#### Work to be completed:
Count the lines of the data below that include the string "MessageWithSender", and provide nothing but the result.

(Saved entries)
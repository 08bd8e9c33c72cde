//! Chat and message models with the read-state bookkeeping helpers.
//!
//! Read receipts live in `message_reads` keyed by (message, user), so marking
//! a message read is an `INSERT OR IGNORE` and is idempotent by construction.

use serde::{Deserialize, Serialize};
use sqlx::{FromRow, SqlitePool};

#[derive(Debug, Clone, Copy, PartialEq, Eq, Serialize, Deserialize)]
#[serde(rename_all = "lowercase")]
pub enum ChatType {
    Private,
    Group,
}

impl std::fmt::Display for ChatType {
    fn fmt(&self, f: &mut std::fmt::Formatter<'_>) -> std::fmt::Result {
        match self {
            ChatType::Private => write!(f, "private"),
            ChatType::Group => write!(f, "group"),
        }
    }
}

impl std::str::FromStr for ChatType {
    type Err = String;

    fn from_str(s: &str) -> Result<Self, Self::Err> {
        match s.to_lowercase().as_str() {
            "private" => Ok(ChatType::Private),
            "group" => Ok(ChatType::Group),
            _ => Err(format!("Unknown chat type: {}", s)),
        }
    }
}

impl From<String> for ChatType {
    fn from(s: String) -> Self {
        s.parse().unwrap_or(ChatType::Private)
    }
}

#[derive(Debug, Clone, Serialize, Deserialize, FromRow)]
pub struct Chat {
    pub id: String,
    pub name: Option<String>,
    pub chat_type: String,
    pub created_by: Option<String>,
    pub is_active: i32,
    pub created_at: String,
    pub updated_at: String,
}

impl Chat {
    pub fn chat_type_enum(&self) -> ChatType {
        self.chat_type.clone().into()
    }

    pub fn is_enabled(&self) -> bool {
        self.is_active != 0
    }
}

#[derive(Debug, Clone, Serialize, Deserialize, FromRow)]
pub struct Message {
    pub id: String,
    pub chat_id: String,
    pub sender_id: String,
    pub content: String,
    pub is_deleted: i32,
    pub created_at: String,
}

/// Participant summary embedded in chat responses
#[derive(Debug, Clone, Serialize, Deserialize, FromRow)]
pub struct ChatParticipant {
    pub id: String,
    pub name: String,
    pub avatar: String,
    pub role: String,
}

/// A message joined with its sender's display fields
#[derive(Debug, Clone, Serialize, Deserialize, FromRow)]
pub struct MessageWithSender {
    pub id: String,
    pub chat_id: String,
    pub sender_id: String,
    pub sender_name: String,
    pub sender_avatar: String,
    pub sender_role: String,
    pub content: String,
    pub created_at: String,
}

/// Read receipt attached to a message response
#[derive(Debug, Clone, Serialize, Deserialize, FromRow)]
pub struct ReadReceipt {
    pub user_id: String,
    pub read_at: String,
}

#[derive(Debug, Clone, Serialize, Deserialize)]
pub struct MessageResponse {
    pub id: String,
    pub chat_id: String,
    pub sender: ChatParticipant,
    pub content: String,
    pub read_by: Vec<ReadReceipt>,
    pub created_at: String,
}

#[derive(Debug, Clone, Serialize, Deserialize)]
pub struct ChatResponse {
    pub id: String,
    pub name: Option<String>,
    pub chat_type: String,
    pub created_by: Option<String>,
    pub participants: Vec<ChatParticipant>,
    pub last_message: Option<MessageWithSender>,
    pub unread_count: i64,
    pub created_at: String,
    pub updated_at: String,
}

#[derive(Debug, Deserialize)]
pub struct CreateChatRequest {
    pub chat_type: String,
    pub participant_ids: Vec<String>,
    pub name: Option<String>,
}

#[derive(Debug, Deserialize)]
pub struct SendMessageRequest {
    pub content: String,
}

#[derive(Debug, Deserialize)]
pub struct MessagePageQuery {
    pub page: Option<i64>,
    pub limit: Option<i64>,
}

/// Find the active private chat between exactly these two users, if any
pub async fn find_private_chat(
    db: &SqlitePool,
    user_a: &str,
    user_b: &str,
) -> Result<Option<Chat>, sqlx::Error> {
    sqlx::query_as::<_, Chat>(
        r#"
        SELECT c.* FROM chats c
        WHERE c.chat_type = 'private'
          AND c.is_active = 1
          AND EXISTS (SELECT 1 FROM chat_participants p WHERE p.chat_id = c.id AND p.user_id = ?)
          AND EXISTS (SELECT 1 FROM chat_participants p WHERE p.chat_id = c.id AND p.user_id = ?)
          AND (SELECT COUNT(*) FROM chat_participants p WHERE p.chat_id = c.id) = 2
        "#,
    )
    .bind(user_a)
    .bind(user_b)
    .fetch_optional(db)
    .await
}

pub async fn chat_participants(
    db: &SqlitePool,
    chat_id: &str,
) -> Result<Vec<ChatParticipant>, sqlx::Error> {
    sqlx::query_as::<_, ChatParticipant>(
        r#"
        SELECT u.id, u.name, u.avatar, u.role
        FROM chat_participants p
        INNER JOIN users u ON u.id = p.user_id
        WHERE p.chat_id = ?
        ORDER BY u.name
        "#,
    )
    .bind(chat_id)
    .fetch_all(db)
    .await
}

pub async fn is_participant(
    db: &SqlitePool,
    chat_id: &str,
    user_id: &str,
) -> Result<bool, sqlx::Error> {
    let row: Option<(i64,)> = sqlx::query_as(
        "SELECT 1 FROM chat_participants WHERE chat_id = ? AND user_id = ?",
    )
    .bind(chat_id)
    .bind(user_id)
    .fetch_optional(db)
    .await?;
    Ok(row.is_some())
}

/// Mark every non-deleted message in the chat not sent by `reader` as read by
/// `reader`. Safe to call any number of times.
pub async fn mark_chat_read(
    db: &SqlitePool,
    chat_id: &str,
    reader_id: &str,
) -> Result<u64, sqlx::Error> {
    let now = chrono::Utc::now().to_rfc3339();
    let result = sqlx::query(
        r#"
        INSERT OR IGNORE INTO message_reads (message_id, user_id, read_at)
        SELECT m.id, ?, ?
        FROM messages m
        WHERE m.chat_id = ? AND m.sender_id != ? AND m.is_deleted = 0
        "#,
    )
    .bind(reader_id)
    .bind(&now)
    .bind(chat_id)
    .bind(reader_id)
    .execute(db)
    .await?;
    Ok(result.rows_affected())
}

/// Count of non-deleted messages in the chat that `user_id` did not send and
/// has not read
pub async fn unread_count(
    db: &SqlitePool,
    chat_id: &str,
    user_id: &str,
) -> Result<i64, sqlx::Error> {
    let (count,): (i64,) = sqlx::query_as(
        r#"
        SELECT COUNT(*) FROM messages m
        WHERE m.chat_id = ?
          AND m.sender_id != ?
          AND m.is_deleted = 0
          AND NOT EXISTS (
              SELECT 1 FROM message_reads r WHERE r.message_id = m.id AND r.user_id = ?
          )
        "#,
    )
    .bind(chat_id)
    .bind(user_id)
    .bind(user_id)
    .fetch_one(db)
    .await?;
    Ok(count)
}

/// The most recent non-deleted message in the chat, with sender display fields
pub async fn latest_message(
    db: &SqlitePool,
    chat_id: &str,
) -> Result<Option<MessageWithSender>, sqlx::Error> {
    sqlx::query_as::<_, MessageWithSender>(
        r#"
        SELECT m.id, m.chat_id, m.sender_id,
               u.name AS sender_name, u.avatar AS sender_avatar, u.role AS sender_role,
               m.content, m.created_at
        FROM messages m
        INNER JOIN users u ON u.id = m.sender_id
        WHERE m.chat_id = ? AND m.is_deleted = 0
        ORDER BY m.created_at DESC
        LIMIT 1
        "#,
    )
    .bind(chat_id)
    .fetch_optional(db)
    .await
}

/// Bump the chat's recency marker so chat lists order by latest activity
pub async fn touch_chat(db: &SqlitePool, chat_id: &str) -> Result<(), sqlx::Error> {
    let now = chrono::Utc::now().to_rfc3339();
    sqlx::query("UPDATE chats SET updated_at = ? WHERE id = ?")
        .bind(&now)
        .bind(chat_id)
        .execute(db)
        .await?;
    Ok(())
}

#[cfg(test)]
mod tests {
    use super::*;
    use crate::db;

    async fn seed_user(pool: &SqlitePool, id: &str, role: &str) {
        let now = chrono::Utc::now().to_rfc3339();
        sqlx::query(
            r#"
            INSERT INTO users (id, name, email, password_hash, role, avatar, is_active, created_at, updated_at)
            VALUES (?, ?, ?, 'x', ?, '', 1, ?, ?)
            "#,
        )
        .bind(id)
        .bind(format!("User {}", id))
        .bind(format!("{}@example.com", id))
        .bind(role)
        .bind(&now)
        .bind(&now)
        .execute(pool)
        .await
        .unwrap();
    }

    async fn seed_chat(pool: &SqlitePool, id: &str, chat_type: &str, participants: &[&str]) {
        let now = chrono::Utc::now().to_rfc3339();
        sqlx::query(
            "INSERT INTO chats (id, chat_type, created_by, is_active, created_at, updated_at)
             VALUES (?, ?, ?, 1, ?, ?)",
        )
        .bind(id)
        .bind(chat_type)
        .bind(participants[0])
        .bind(&now)
        .bind(&now)
        .execute(pool)
        .await
        .unwrap();

        for user in participants {
            sqlx::query("INSERT INTO chat_participants (chat_id, user_id) VALUES (?, ?)")
                .bind(id)
                .bind(user)
                .execute(pool)
                .await
                .unwrap();
        }
    }

    async fn seed_message(pool: &SqlitePool, id: &str, chat_id: &str, sender: &str, content: &str) {
        // Distinct timestamps keep ordering deterministic
        let at = format!("2026-03-01T10:00:{:0>2}Z", id.len() % 60);
        sqlx::query(
            "INSERT INTO messages (id, chat_id, sender_id, content, is_deleted, created_at)
             VALUES (?, ?, ?, ?, 0, ?)",
        )
        .bind(id)
        .bind(chat_id)
        .bind(sender)
        .bind(content)
        .bind(&at)
        .execute(pool)
        .await
        .unwrap();
    }

    #[tokio::test]
    async fn test_private_chat_lookup_matches_exact_pair() {
        let pool = db::init_memory().await.unwrap();
        seed_user(&pool, "s1", "student").await;
        seed_user(&pool, "t1", "teacher").await;
        seed_user(&pool, "t2", "teacher").await;

        seed_chat(&pool, "chat1", "private", &["s1", "t1"]).await;
        seed_chat(&pool, "chat2", "private", &["s1", "t2"]).await;

        let found = find_private_chat(&pool, "s1", "t1").await.unwrap();
        assert_eq!(found.unwrap().id, "chat1");

        // Order of the pair does not matter
        let found = find_private_chat(&pool, "t1", "s1").await.unwrap();
        assert_eq!(found.unwrap().id, "chat1");

        // No chat between these two yet
        let found = find_private_chat(&pool, "t1", "t2").await.unwrap();
        assert!(found.is_none());
    }

    #[tokio::test]
    async fn test_soft_deleted_private_chat_is_not_found() {
        let pool = db::init_memory().await.unwrap();
        seed_user(&pool, "s1", "student").await;
        seed_user(&pool, "t1", "teacher").await;
        seed_chat(&pool, "chat1", "private", &["s1", "t1"]).await;

        sqlx::query("UPDATE chats SET is_active = 0 WHERE id = 'chat1'")
            .execute(&pool)
            .await
            .unwrap();

        let found = find_private_chat(&pool, "s1", "t1").await.unwrap();
        assert!(found.is_none());
    }

    #[tokio::test]
    async fn test_mark_read_is_idempotent() {
        let pool = db::init_memory().await.unwrap();
        seed_user(&pool, "s1", "student").await;
        seed_user(&pool, "t1", "teacher").await;
        seed_chat(&pool, "chat1", "private", &["s1", "t1"]).await;

        seed_message(&pool, "m1", "chat1", "s1", "hello").await;
        seed_message(&pool, "m02", "chat1", "s1", "anyone there?").await;

        let first = mark_chat_read(&pool, "chat1", "t1").await.unwrap();
        assert_eq!(first, 2);

        // Second pass inserts nothing and changes nothing
        let second = mark_chat_read(&pool, "chat1", "t1").await.unwrap();
        assert_eq!(second, 0);

        let (receipts,): (i64,) =
            sqlx::query_as("SELECT COUNT(*) FROM message_reads WHERE user_id = 't1'")
                .fetch_one(&pool)
                .await
                .unwrap();
        assert_eq!(receipts, 2);
    }

    #[tokio::test]
    async fn test_unread_count_flow() {
        let pool = db::init_memory().await.unwrap();
        seed_user(&pool, "s1", "student").await;
        seed_user(&pool, "t1", "teacher").await;
        seed_chat(&pool, "chat1", "private", &["s1", "t1"]).await;

        seed_message(&pool, "m1", "chat1", "s1", "question about homework").await;

        // The sender never counts their own message as unread
        assert_eq!(unread_count(&pool, "chat1", "s1").await.unwrap(), 0);
        assert_eq!(unread_count(&pool, "chat1", "t1").await.unwrap(), 1);

        mark_chat_read(&pool, "chat1", "t1").await.unwrap();
        assert_eq!(unread_count(&pool, "chat1", "t1").await.unwrap(), 0);
        assert_eq!(unread_count(&pool, "chat1", "s1").await.unwrap(), 0);
    }

    #[tokio::test]
    async fn test_deleted_messages_do_not_count_as_unread() {
        let pool = db::init_memory().await.unwrap();
        seed_user(&pool, "s1", "student").await;
        seed_user(&pool, "t1", "teacher").await;
        seed_chat(&pool, "chat1", "private", &["s1", "t1"]).await;

        seed_message(&pool, "m1", "chat1", "s1", "first").await;
        seed_message(&pool, "m02", "chat1", "s1", "second").await;
        sqlx::query("UPDATE messages SET is_deleted = 1 WHERE id = 'm02'")
            .execute(&pool)
            .await
            .unwrap();

        assert_eq!(unread_count(&pool, "chat1", "t1").await.unwrap(), 1);
    }

    #[tokio::test]
    async fn test_latest_message_skips_deleted() {
        let pool = db::init_memory().await.unwrap();
        seed_user(&pool, "s1", "student").await;
        seed_user(&pool, "t1", "teacher").await;
        seed_chat(&pool, "chat1", "private", &["s1", "t1"]).await;

        seed_message(&pool, "m1", "chat1", "s1", "first").await;
        seed_message(&pool, "m002", "chat1", "t1", "latest").await;
        sqlx::query("UPDATE messages SET is_deleted = 1 WHERE id = 'm002'")
            .execute(&pool)
            .await
            .unwrap();

        let latest = latest_message(&pool, "chat1").await.unwrap().unwrap();
        assert_eq!(latest.id, "m1");
        assert_eq!(latest.sender_name, "User s1");
    }
}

#### Result:
4